ERC shops - the IRS is coming

$2 trillion

Of potentially fraudulently claimed Employee Retention Credits.

The IRS is coming for tax fraudsters.

Backstory:

The CARES Act of March 2020 included a generous federal payroll tax credit - the Employee Retention Credit (”ERC”) - for businesses meeting specific criteria. The purpose of the credit was to provide quick cash flow for businesses to continue making payroll through shutdowns and declining revenues.

Then - and into 2021 as the credit continued - millions of business owners + their accounting & tax advisors scrambled to understand the ERC rules, prepare & submit required paperwork, and wait for credit-related funding to arrive from the IRS.

Currently:

Many, if not most, businesses who qualified for the ERC have already applied for it. Despite this, we have seen a rise in so-called “ERC mills” - companies who approach business owners with aggressive and misleading marketing tactics like the one in this post’s picture.

Does the picture look familiar? It looks an awful lot like an IRS 1099-type form. But it isn’t. A colleague shared this after receiving it in the mail with a name, phone number, and a website for a company claiming she might qualify for nearly $500,000 in Employee Retention Credit. She qualifies for no such thing.

Using marketing materials that resemble IRS forms is one strategy to entice uninformed business owners. Other strategies include calculating the credit incorrectly, submitting credit requests to the IRS for businesses that don’t actually meet credit criteria, and charging business owners well-above-market rates for related paperwork.

What you can do:

Make no mistake. Some of these ERC mills are committing federal tax fraud. They are submitting credit requests to the IRS using inflated figures or in cases where a business doesn’t qualify for the credit at all. Rumor has it that the IRS has been test piloting investigating these mills over the summer and is about to ramp up enforcement in this area. The ERC mills will dwindle under severe IRS scrutiny; don’t go down with them.
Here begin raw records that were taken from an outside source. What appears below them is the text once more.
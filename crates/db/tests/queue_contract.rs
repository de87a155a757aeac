use std::collections::HashSet;
use std::sync::Arc;

use carelink_core::domain::job::{IdempotencyKey, JobId, JobStatus, JobType};
use carelink_core::job_queue::{FailOutcome, JobQueueConfig, JobQueueEngine};
use carelink_db::repositories::{InMemoryJobRepository, SqlJobRepository};
use carelink_db::{connect_with_settings, migrations, JobQueue, QueueError};
use serde_json::json;

type QueueContractResult<T = ()> = Result<T, String>;

macro_rules! require {
    ($cond:expr) => {
        if !$cond {
            return Err(format!("assertion failed: `{}`", stringify!($cond)));
        }
    };
    ($cond:expr, $($arg:tt)*) => {
        if !$cond {
            return Err(format!($($arg)*));
        }
    };
}

macro_rules! require_eq {
    ($left:expr, $right:expr) => {
        if $left != $right {
            return Err(format!(
                "assertion failed: `left == right` (`{:?}` != `{:?}`)",
                $left,
                $right
            ));
        }
    };
}

const JOB_COUNT: usize = 40;
const WORKER_COUNT: usize = 6;

async fn sqlite_queue(dir: &tempfile::TempDir) -> QueueContractResult<JobQueue> {
    sqlite_queue_with(dir, JobQueueConfig::default()).await
}

async fn sqlite_queue_with(
    dir: &tempfile::TempDir,
    config: JobQueueConfig,
) -> QueueContractResult<JobQueue> {
    let path = dir.path().join("queue.db");
    let url = format!("sqlite://{}?mode=rwc", path.display());
    let pool = connect_with_settings(&url, WORKER_COUNT as u32, 30)
        .await
        .map_err(|error| format!("connect: {error}"))?;
    migrations::run_pending(&pool).await.map_err(|error| format!("migrate: {error}"))?;
    Ok(JobQueue::new(Arc::new(SqlJobRepository::new(pool)), config))
}

fn memory_queue() -> JobQueue {
    JobQueue::new(Arc::new(InMemoryJobRepository::default()), JobQueueConfig::default())
}

async fn enqueue_batch(queue: &JobQueue) -> QueueContractResult<HashSet<JobId>> {
    let mut ids = HashSet::new();
    for index in 0..JOB_COUNT {
        let id = queue
            .ensure_unique_job(
                IdempotencyKey::new(format!("batch:{index}")),
                JobType::OutboundMessage,
                json!({ "to": "+15550000000", "body": format!("message {index}") }),
                None,
            )
            .await
            .map_err(|error| format!("enqueue: {error}"))?;
        ids.insert(id);
    }
    Ok(ids)
}

/// Drains the queue from several tasks at once and returns every claimed id
/// in claim order, duplicates included.
async fn drain_concurrently(queue: &JobQueue) -> QueueContractResult<Vec<JobId>> {
    let mut handles = Vec::with_capacity(WORKER_COUNT);
    for _ in 0..WORKER_COUNT {
        let queue = queue.clone();
        handles.push(tokio::spawn(async move {
            let mut claimed = Vec::new();
            while let Some(job) = queue.claim_next_job(None).await.map_err(|e| e.to_string())? {
                claimed.push(job.id);
                tokio::task::yield_now().await;
            }
            Ok::<_, String>(claimed)
        }));
    }

    let mut all = Vec::new();
    for handle in handles {
        let claimed = handle.await.map_err(|error| format!("join: {error}"))??;
        all.extend(claimed);
    }
    Ok(all)
}

async fn assert_exclusive_claims(queue: JobQueue) -> QueueContractResult {
    let enqueued = enqueue_batch(&queue).await?;
    let claimed = drain_concurrently(&queue).await?;

    let unique: HashSet<JobId> = claimed.iter().cloned().collect();
    require_eq!(claimed.len(), JOB_COUNT);
    require_eq!(unique.len(), JOB_COUNT);
    require!(unique == enqueued, "claimed ids differ from enqueued ids");

    let stats = queue.stats().await.map_err(|error| error.to_string())?;
    require_eq!(stats.count_for(JobStatus::Processing), JOB_COUNT as u64);
    require_eq!(stats.pending_count, 0);
    Ok(())
}

#[tokio::test(flavor = "multi_thread", worker_threads = 4)]
async fn in_memory_claims_are_exclusive_under_concurrency() -> QueueContractResult {
    assert_exclusive_claims(memory_queue()).await
}

#[tokio::test(flavor = "multi_thread", worker_threads = 4)]
async fn sqlite_claims_are_exclusive_under_concurrency() -> QueueContractResult {
    let dir = tempfile::tempdir().map_err(|error| error.to_string())?;
    let queue = sqlite_queue(&dir).await?;
    assert_exclusive_claims(queue).await
}

#[tokio::test]
async fn duplicate_webhook_delivery_yields_one_job() -> QueueContractResult {
    let dir = tempfile::tempdir().map_err(|error| error.to_string())?;
    let queue = sqlite_queue(&dir).await?;
    let key = IdempotencyKey::twilio("SM-dup");
    let payload = json!({ "from": "+15551234567", "body": "hi", "message_sid": "SM-dup" });

    let mut ids = HashSet::new();
    for _ in 0..3 {
        let id = queue
            .ensure_unique_job(key.clone(), JobType::InboundMessageProcessing, payload.clone(), None)
            .await
            .map_err(|error| error.to_string())?;
        ids.insert(id);
    }

    require_eq!(ids.len(), 1);
    let stats = queue.stats().await.map_err(|error| error.to_string())?;
    require_eq!(stats.total, 1);
    require_eq!(stats.by_type.get("process_inbound_sms").copied(), Some(1));
    Ok(())
}

#[tokio::test]
async fn retry_boundary_matches_max_attempts() -> QueueContractResult {
    let dir = tempfile::tempdir().map_err(|error| error.to_string())?;
    let queue = sqlite_queue(&dir).await?;

    let retrying = queue
        .ensure_unique_job(IdempotencyKey::new("boundary:2"), JobType::OutboundEmail, json!({}), Some(2))
        .await
        .map_err(|error| error.to_string())?;
    let claimed = queue
        .claim_next_job(None)
        .await
        .map_err(|error| error.to_string())?
        .ok_or_else(|| "first job should be claimable".to_string())?;
    require_eq!(claimed.id, retrying);
    let outcome = queue
        .fail_job(&claimed.id, "smtp timeout", claimed.attempts, claimed.max_attempts)
        .await
        .map_err(|error| error.to_string())?;
    require!(matches!(outcome, FailOutcome::Retry { .. }), "attempt 1 of 2 should retry, got {outcome:?}");

    let exhausted = queue
        .ensure_unique_job(IdempotencyKey::new("boundary:1"), JobType::OutboundEmail, json!({}), Some(1))
        .await
        .map_err(|error| error.to_string())?;
    let claimed = queue
        .claim_next_job(None)
        .await
        .map_err(|error| error.to_string())?
        .ok_or_else(|| "second job should be claimable".to_string())?;
    require_eq!(claimed.id, exhausted);
    let outcome = queue
        .fail_job(&claimed.id, "smtp timeout", claimed.attempts, claimed.max_attempts)
        .await
        .map_err(|error| error.to_string())?;
    require_eq!(outcome, FailOutcome::Exhausted);

    let job = queue
        .find(&exhausted)
        .await
        .map_err(|error| error.to_string())?
        .ok_or_else(|| "job should still be queryable".to_string())?;
    require_eq!(job.status, JobStatus::Failed);
    require!(job.completed_at.is_some(), "failed job records completed_at");

    let job = queue
        .find(&retrying)
        .await
        .map_err(|error| error.to_string())?
        .ok_or_else(|| "job should still be queryable".to_string())?;
    require_eq!(job.status, JobStatus::Pending);
    require_eq!(job.attempts, 1);
    Ok(())
}

#[tokio::test]
async fn swept_claim_cannot_be_finished_by_its_original_worker() -> QueueContractResult {
    let dir = tempfile::tempdir().map_err(|error| error.to_string())?;
    let config = JobQueueConfig {
        processing_timeout_seconds: -1,
        backoff_base_seconds: 1,
        ..JobQueueConfig::default()
    };
    let queue = sqlite_queue_with(&dir, config).await?;
    let id = queue
        .ensure_unique_job(IdempotencyKey::new("sweep"), JobType::OutboundMessage, json!({}), Some(5))
        .await
        .map_err(|error| error.to_string())?;

    let first = queue
        .claim_next_job(None)
        .await
        .map_err(|error| error.to_string())?
        .ok_or_else(|| "job should be claimable".to_string())?;
    require_eq!(queue.requeue_stale().await.map_err(|error| error.to_string())?, 1);

    let mut second = None;
    for _ in 0..40 {
        second = queue.claim_next_job(None).await.map_err(|error| error.to_string())?;
        if second.is_some() {
            break;
        }
        tokio::time::sleep(std::time::Duration::from_millis(100)).await;
    }
    let second = second.ok_or_else(|| "released job never became due".to_string())?;
    require_eq!(second.id, id);
    require_eq!(second.attempts, first.attempts + 1);

    let late = queue.fail_job(&id, "late failure", first.attempts, first.max_attempts).await;
    require!(matches!(late, Err(QueueError::Conflict(_))), "late fail should conflict, got {late:?}");
    let late = queue.complete_job(&id, first.attempts, None).await;
    require!(matches!(late, Err(QueueError::Conflict(_))), "late complete should conflict, got {late:?}");

    let stored = queue
        .find(&id)
        .await
        .map_err(|error| error.to_string())?
        .ok_or_else(|| "job should still be queryable".to_string())?;
    require_eq!(stored.status, JobStatus::Processing);
    require!(
        queue.claim_next_job(None).await.map_err(|error| error.to_string())?.is_none(),
        "a held claim must not be handed out again"
    );
    Ok(())
}

#[test]
fn backoff_grows_with_each_attempt() -> QueueContractResult {
    let engine = JobQueueEngine::new();
    let delays: Vec<i64> = (0..8).map(|attempts| engine.backoff(attempts).num_seconds()).collect();

    require_eq!(delays[0], 1);
    require_eq!(delays[3], 8);
    require!(delays.windows(2).all(|pair| pair[1] > pair[0]), "delays not increasing: {delays:?}");
    Ok(())
}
If you believe your business is entitled to tax refunds related to the Employee Retention Credit that you have not yet claimed, please ask your accounting and tax advisors. Or DM me. I do not do this work myself, but I can connect you with reputable colleagues who do.

Whatever you do, please don’t trust a fly-by-night shop that says you are “guaranteed”, “automatically approved” or anything along those lines.

Previous
Previous

TikTok does NOT know LLCs

Next
Next

Tax on Student Loan Forgiveness?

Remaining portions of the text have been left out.